Further noting that the least developed countries were also seriously off-target for meeting poverty reduction goals, he suggested that among their main problems was a lack of growth of productive employment opportunities for the increasing number of workers entering the labour force.
Analyzing current international support for the least developed countries, he said there had been three different eras. The first, a State-led development model, was ideologically sidelined with the introduction of structural adjustment programmes. The second, which was centred around the Paris Programme of Action for Least Developed Countries, had seen asymmetrical implementation, failing rates of real aid per capita and very little debt relief. The third, which included more effective partnerships, had engendered more growth, economic reforms and improved governance, but had only partly recognized the least developed countries as a category.
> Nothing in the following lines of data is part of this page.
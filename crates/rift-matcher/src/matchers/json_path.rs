//! JSONPath matching (RFC 9535 via `serde_json_path`).

use crate::models::MatcherValue;
use serde_json::Value;
use serde_json_path::JsonPath;
use tracing::debug;

/// Normalize a query: drop the legacy `{...}` wrapper and ensure a `$` root.
fn prepare_query(query: &str) -> String {
    let trimmed = query.trim();
    let inner = trimmed
        .strip_prefix('{')
        .and_then(|q| q.strip_suffix('}'))
        .unwrap_or(trimmed)
        .trim();

    if inner.starts_with('$') {
        inner.to_string()
    } else if inner.starts_with('.') || inner.starts_with('[') {
        format!("${inner}")
    } else {
        format!("$.{inner}")
    }
}

/// Evaluate a query against a JSON document, returning the extracted value.
///
/// A single string result is returned verbatim, anything else as JSON (several
/// results as a JSON array).
pub(super) fn query_document(query: &str, document: &Value) -> Option<String> {
    let prepared = prepare_query(query);
    let path = match JsonPath::parse(&prepared) {
        Ok(path) => path,
        Err(e) => {
            debug!("Failed to parse JSONPath query '{}': {}", prepared, e);
            return None;
        }
    };

    let nodes = path.query(document).all();
    let extracted = match nodes.as_slice() {
        [] => return None,
        [Value::String(s)] => s.clone(),
        [single] => single.to_string(),
        many => Value::Array(many.iter().map(|v| (*v).clone()).collect()).to_string(),
    };

    // A result echoing the query back is not a real match
    if extracted == query || extracted == prepared {
        return None;
    }
    Some(extracted)
}

/// Succeeds when the query resolves to at least one node.
pub fn json_path_match(value: &MatcherValue, candidate: &str) -> Option<String> {
    let query = value.as_str()?;
    let document: Value = match serde_json::from_str(candidate) {
        Ok(document) => document,
        Err(e) => {
            debug!("Failed to parse body as JSON for JSONPath: {}", e);
            return None;
        }
    };
    query_document(query, &document)
}
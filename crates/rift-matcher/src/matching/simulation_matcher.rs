//! Entry point tying simulation, state, cache and strategy together.

use super::cache_matcher::CacheMatcher;
use super::runner::match_request;
use super::strategy::StrategyKind;
use crate::cache::{Cache, InMemoryCache};
use crate::config::MatcherSettings;
use crate::error::MatchingError;
use crate::matchers::MatcherRegistry;
use crate::metrics::record_match;
use crate::models::{CachedResponse, RequestDetails, RequestMatcherResponsePair, ResponseDetails};
use crate::simulation::{Simulation, SimulationDocument};
use crate::state::{State, StateWriter};
use parking_lot::RwLock;
use std::sync::Arc;
use std::time::Instant;
use tracing::{debug, info, warn};

/// Answers requests from a simulation.
///
/// The simulation sits behind a reader/writer lock held for the duration of
/// one scan. Replacing it takes the write lock, flushes the cache and
/// re-preloads it.
#[derive(Debug)]
pub struct SimulationMatcher {
    registry: MatcherRegistry,
    simulation: RwLock<Simulation>,
    state: Arc<State>,
    cache: CacheMatcher,
    preload: bool,
    strategy: StrategyKind,
    webserver: bool,
}

impl SimulationMatcher {
    /// Matcher without a cache.
    pub fn new(strategy: StrategyKind, webserver: bool) -> Self {
        Self {
            registry: MatcherRegistry::standard(),
            simulation: RwLock::new(Simulation::new()),
            state: Arc::new(State::new()),
            cache: CacheMatcher::new(None, webserver),
            preload: false,
            strategy,
            webserver,
        }
    }

    pub fn from_settings(settings: &MatcherSettings) -> Self {
        let matcher = Self::new(settings.strategy, settings.webserver);
        if settings.cache.enabled {
            matcher.with_cache(
                Arc::new(InMemoryCache::new(settings.cache.max_size)),
                settings.cache.preload,
            )
        } else {
            matcher
        }
    }

    pub fn with_cache(mut self, cache: Arc<dyn Cache>, preload: bool) -> Self {
        self.cache = CacheMatcher::new(Some(cache), self.webserver);
        self.preload = preload;
        self
    }

    pub fn with_state(mut self, state: Arc<State>) -> Self {
        self.state = state;
        self
    }

    pub fn strategy(&self) -> StrategyKind {
        self.strategy
    }

    pub fn state(&self) -> &Arc<State> {
        &self.state
    }

    pub fn cache(&self) -> &CacheMatcher {
        &self.cache
    }

    pub fn simulation(&self) -> SimulationDocument {
        self.simulation.read().to_document()
    }

    /// Swap in a new simulation. Nothing changes if any pair fails to compile.
    pub fn replace_simulation(&self, document: SimulationDocument) -> Result<(), MatchingError> {
        let simulation = Simulation::from_document(document, &self.registry)?;
        self.state.initialize_sequences(&simulation);

        let mut current = self.simulation.write();
        *current = simulation;
        info!("Loaded simulation with {} pairs", current.len());
        self.refresh_cache(&current)
    }

    /// Append one pair to the current simulation.
    pub fn add_pair(&self, pair: RequestMatcherResponsePair) -> Result<(), MatchingError> {
        let mut current = self.simulation.write();
        current.add_pair(pair, &self.registry)?;
        self.state.initialize_sequences(&current);
        self.refresh_cache(&current)
    }

    /// Cached verdicts may be stale once the pairs change.
    fn refresh_cache(&self, simulation: &Simulation) -> Result<(), MatchingError> {
        if !self.cache.is_enabled() {
            return Ok(());
        }
        self.cache.flush_cache()?;
        if self.preload {
            self.cache.preload_cache(simulation, self.strategy)?;
        }
        Ok(())
    }

    /// Find the response for `request`, applying any state transitions of the hit.
    pub fn get_response(&self, request: &RequestDetails) -> Result<ResponseDetails, MatchingError> {
        if self.cache.is_enabled() {
            match self.cache.get_cached_response(request) {
                Ok(cached) => return self.answer_from_cache(cached),
                Err(MatchingError::NotInCache) => {}
                Err(e) => warn!("Ignoring unreadable cache entry: {}", e),
            }
        }

        let started = Instant::now();
        // Held until the verdict is cached so a replacement cannot flush in between
        let simulation = self.simulation.read();
        let result = match_request(
            self.strategy,
            request,
            self.webserver,
            &simulation,
            self.state.as_ref(),
        );
        let elapsed_ms = started.elapsed().as_secs_f64() * 1000.0;
        record_match(self.strategy.name(), result.is_hit(), elapsed_ms);
        debug!(
            "{} match for {} {}: hit={} cachable={} ({:.3}ms)",
            self.strategy,
            request.method,
            request.path,
            result.is_hit(),
            result.cachable,
            elapsed_ms
        );

        if result.cachable && self.cache.is_enabled() {
            if let Err(e) =
                self.cache
                    .save_request_matcher_response_pair(request, result.pair(), result.error())
            {
                warn!("Failed to cache matching verdict: {}", e);
            }
        }
        drop(simulation);

        match result.outcome {
            Ok(pair) => {
                self.apply_transitions(&pair.response);
                Ok(pair.response)
            }
            Err(error) => Err(MatchingError::Missed {
                closest_miss: error.closest_miss,
            }),
        }
    }

    fn answer_from_cache(&self, cached: CachedResponse) -> Result<ResponseDetails, MatchingError> {
        match cached.matching_pair {
            Some(pair) => {
                info!("Serving cached response for {} {}", cached.request.method, cached.request.path);
                self.apply_transitions(&pair.response);
                Ok(pair.response)
            }
            None => Err(MatchingError::Missed {
                closest_miss: cached.closest_miss.map(Box::new),
            }),
        }
    }

    fn apply_transitions(&self, response: &ResponseDetails) {
        if !response.transitions_state.is_empty() {
            debug!("Applying state transitions: {:?}", response.transitions_state);
            self.state.patch(&response.transitions_state);
        }
        if !response.removes_state.is_empty() {
            debug!("Removing state keys: {:?}", response.removes_state);
            self.state.remove(&response.removes_state);
        }
    }
}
Where it was specific to least developed countries, international support had been largely symbolic rather than practical.
He said that with the Brussels Programme of Action, over the last decade the specific measures had a number of common failings, including in their designs, which were exclusionary; a lack of accession to the World Trade Organization; gaps in development benefits due to inertia in existing practices; and a lack of follow-through to the overwhelming number of case studies. Aid targets also went unmet. Against that backdrop, the one area of optimism was in the United Nations system, which prioritized least developed countries and showed an increasing share of in-country expenditures on operational activities, including in peacekeeping operations.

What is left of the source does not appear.